David hatte sich mit den Ammonitern auf friedlicher Basis arrangiert. Als deren König Nahasch starb, sandte David zur Trauerfeier eine Delegation, um sein Mitgefühl auszudrücken. Aber seine Absicht wurde gründlich missverstanden, weil die Ratgeber des jungen Königs hinter Davids Geste Verrat witterten. Hanun demütige die israelischen Diplomaten auf sehr schändliche Weise. David konnte diese Schmähung nicht ignorieren. Hanun begriff, dass er nun Schwierigkeiten bekam, deshalb warb er ein Heer von Söldnern aus verschiedenen Nachbarvölkern an. David stellte ihnen Joab mit dem ganzen Heer der Kriegsleute entgegen. Joab teilte das Heer, da sie von dem Heer der Ammoniter und dem angeworbenen Heer der Aramäer gleichzeitig vorn und hinten angegriffen wurden.
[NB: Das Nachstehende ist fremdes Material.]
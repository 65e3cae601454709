//! Fuzzy event search, shared by `events search` and the browser's filter.

use fuzzy_matcher::{FuzzyMatcher, skim::SkimMatcherV2};
use litcal_core::event::Event;

/// Events whose title or description fuzzily match `query`, best match
/// first. Ties keep calendar order. An empty query matches everything.
pub fn fuzzy_filter<'a>(events: &'a [Event], query: &str) -> Vec<&'a Event> {
  let query = query.trim();
  if query.is_empty() {
    return events.iter().collect();
  }

  let matcher = SkimMatcherV2::default().ignore_case();
  let mut scored: Vec<(i64, &Event)> = events
    .iter()
    .filter_map(|e| {
      let title = matcher.fuzzy_match(&e.title, query);
      let description = e
        .description
        .as_deref()
        .and_then(|d| matcher.fuzzy_match(d, query));
      title.max(description).map(|score| (score, e))
    })
    .collect();

  scored.sort_by(|a, b| b.0.cmp(&a.0));
  scored.into_iter().map(|(_, e)| e).collect()
}
//! References — links from an event to authors, books, tags, articles and
//! other resources of the external catalogue.

use serde::{Deserialize, Serialize};
use uuid::Uuid;

use crate::{
  Error, Result,
  event::{normalize_optional, require_text},
};

/// Sentinel `reference_uuid` asking the store to generate an identifier.
pub const AUTO_UUID: &str = "auto";

/// A reference attached to exactly one event.
#[derive(Debug, Clone, PartialEq, Serialize, Deserialize)]
pub struct Reference {
  pub id:             i64,
  pub event_id:       i64,
  /// Kind of the referenced resource, e.g. `author`, `book`, `tag`.
  pub reference_type: String,
  pub reference_name: String,
  /// Identifier of the resource in the external catalogue.
  pub reference_uuid: Option<String>,
  pub reference_slug: Option<String>,
  /// Display priority; lower comes first.
  pub priority:       i64,
  /// Free-form extra data such as a cover image or an annotation.
  pub metadata:       Option<serde_json::Value>,
}

// ─── NewReference ────────────────────────────────────────────────────────────

/// Input to [`crate::store::CalendarStore::create_reference`].
#[derive(Debug, Clone)]
pub struct NewReference {
  pub event_id:       i64,
  pub reference_type: String,
  pub reference_name: String,
  /// `None`, blank or [`AUTO_UUID`] all mean "generate one".
  pub reference_uuid: Option<String>,
  /// Defaults to the lowercased uuid when absent.
  pub reference_slug: Option<String>,
  pub priority:       i64,
  pub metadata:       Option<serde_json::Value>,
}

impl NewReference {
  pub fn new(
    event_id: i64,
    reference_type: impl Into<String>,
    reference_name: impl Into<String>,
  ) -> Self {
    Self {
      event_id,
      reference_type: reference_type.into(),
      reference_name: reference_name.into(),
      reference_uuid: None,
      reference_slug: None,
      priority: 0,
      metadata: None,
    }
  }

  pub fn with_uuid(mut self, uuid: impl Into<String>) -> Self {
    self.reference_uuid = Some(uuid.into());
    self
  }

  pub fn with_slug(mut self, slug: impl Into<String>) -> Self {
    self.reference_slug = Some(slug.into());
    self
  }

  /// Validate required fields and resolve the uuid and slug defaults.
  ///
  /// After this call `reference_uuid` is always `Some`.
  pub fn validate(mut self) -> Result<Self> {
    self.reference_type = require_text("reference_type", self.reference_type)?;
    self.reference_name = require_text("reference_name", self.reference_name)?;
    self.metadata = self.metadata.take().filter(|m| !m.is_null());
    require_object(self.metadata.as_ref())?;
    let uuid = resolve_uuid(self.reference_uuid.take());
    self.reference_slug = resolve_slug(self.reference_slug.take(), Some(&uuid));
    self.reference_uuid = Some(uuid);
    Ok(self)
  }
}

// ─── ReferencePatch ──────────────────────────────────────────────────────────

/// Input to [`crate::store::CalendarStore::update_reference`]. `None` leaves
/// a field unchanged.
#[derive(Debug, Clone, Default)]
pub struct ReferencePatch {
  pub reference_type: Option<String>,
  pub reference_name: Option<String>,
  /// A blank value clears the uuid; [`AUTO_UUID`] generates a new one.
  pub reference_uuid: Option<String>,
  /// A blank value re-derives the slug from the uuid.
  pub reference_slug: Option<String>,
  pub priority:       Option<i64>,
  /// `Some(Value::Null)` clears the metadata.
  pub metadata:       Option<serde_json::Value>,
}

impl ReferencePatch {
  pub fn validate(mut self) -> Result<Self> {
    if let Some(t) = self.reference_type.take() {
      self.reference_type = Some(require_text("reference_type", t)?);
    }
    if let Some(n) = self.reference_name.take() {
      self.reference_name = Some(require_text("reference_name", n)?);
    }
    require_object(self.metadata.as_ref().filter(|m| !m.is_null()))?;
    Ok(self)
  }

  /// Produce the updated reference. `current` is left untouched.
  pub fn apply(self, current: &Reference) -> Reference {
    let mut next = current.clone();
    if let Some(t) = self.reference_type {
      next.reference_type = t;
    }
    if let Some(n) = self.reference_name {
      next.reference_name = n;
    }
    if let Some(u) = self.reference_uuid {
      next.reference_uuid = match u.trim() {
        "" => None,
        AUTO_UUID => Some(Uuid::new_v4().to_string()),
        other => Some(other.to_owned()),
      };
    }
    if let Some(s) = self.reference_slug {
      next.reference_slug = resolve_slug(Some(s), next.reference_uuid.as_deref());
    }
    if let Some(p) = self.priority {
      next.priority = p;
    }
    if let Some(m) = self.metadata {
      next.metadata = (!m.is_null()).then_some(m);
    }
    next
  }
}

// ─── Helpers ─────────────────────────────────────────────────────────────────

/// Return the caller's uuid, or a fresh v4 uuid when it is absent, blank or
/// the [`AUTO_UUID`] sentinel.
pub fn resolve_uuid(requested: Option<String>) -> String {
  match normalize_optional(requested) {
    Some(u) if u != AUTO_UUID => u,
    _ => Uuid::new_v4().to_string(),
  }
}

/// Metadata, when present, is a JSON object.
fn require_object(metadata: Option<&serde_json::Value>) -> Result<()> {
  match metadata {
    Some(m) if !m.is_object() => {
      Err(Error::validation("metadata must be a JSON object"))
    }
    _ => Ok(()),
  }
}

fn resolve_slug(requested: Option<String>, uuid: Option<&str>) -> Option<String> {
  normalize_optional(requested).or_else(|| uuid.map(str::to_lowercase))
}

#[cfg(test)]
mod tests {
  use super::*;

  #[test]
  fn auto_uuid_is_generated() {
    let r = NewReference::new(1, "article", "Wiki")
      .with_uuid(AUTO_UUID)
      .validate()
      .unwrap();
    let uuid = r.reference_uuid.unwrap();
    assert_ne!(uuid, AUTO_UUID);
    assert!(Uuid::parse_str(&uuid).is_ok());
  }

  #[test]
  fn explicit_uuid_is_kept_and_slug_derived() {
    let r = NewReference::new(1, "book", "Onegin")
      .with_uuid("ABC-123")
      .validate()
      .unwrap();
    assert_eq!(r.reference_uuid.as_deref(), Some("ABC-123"));
    assert_eq!(r.reference_slug.as_deref(), Some("abc-123"));
  }

  #[test]
  fn blank_name_is_rejected() {
    assert!(NewReference::new(1, "book", " ").validate().is_err());
  }

  #[test]
  fn metadata_must_be_an_object() {
    let mut r = NewReference::new(1, "book", "Onegin");
    r.metadata = Some(serde_json::json!(["cover.jpg"]));
    assert!(matches!(r.validate(), Err(Error::Validation(m)) if m.contains("metadata")));

    let patch = ReferencePatch {
      metadata: Some(serde_json::json!("cover.jpg")),
      ..Default::default()
    };
    assert!(patch.validate().is_err());

    let clear = ReferencePatch {
      metadata: Some(serde_json::Value::Null),
      ..Default::default()
    };
    assert!(clear.validate().is_ok());
  }

  #[test]
  fn patch_blank_uuid_clears_it() {
    let current = Reference {
      id:             1,
      event_id:       1,
      reference_type: "book".into(),
      reference_name: "Onegin".into(),
      reference_uuid: Some("u-1".into()),
      reference_slug: Some("onegin".into()),
      priority:       0,
      metadata:       None,
    };
    let patch = ReferencePatch {
      reference_uuid: Some(String::new()),
      ..Default::default()
    };
    let next = patch.apply(&current);
    assert_eq!(next.reference_uuid, None);
    assert_eq!(next.reference_slug.as_deref(), Some("onegin"));
  }
}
Sein Vertrauen setzte er in dieser Lage nicht auf sich, obwohl er ein erfahrener Heeresführer war, sondern auf Gott und ermutigte auch seinen Bruder, der das andere Heer anführte, auf Gott zu vertrauen. Wenn wir auf Gott vertrauen, werden wir die Stärkeren bleiben für unser Volk. Gott gibt seinen Kindern, die ihm vertrauten, den Sieg.
Gebet: Herr, hilf mir, in einer aussichtslosen Lage getrost zu sein, damit ich der Stärkere für mein Volk bleibe.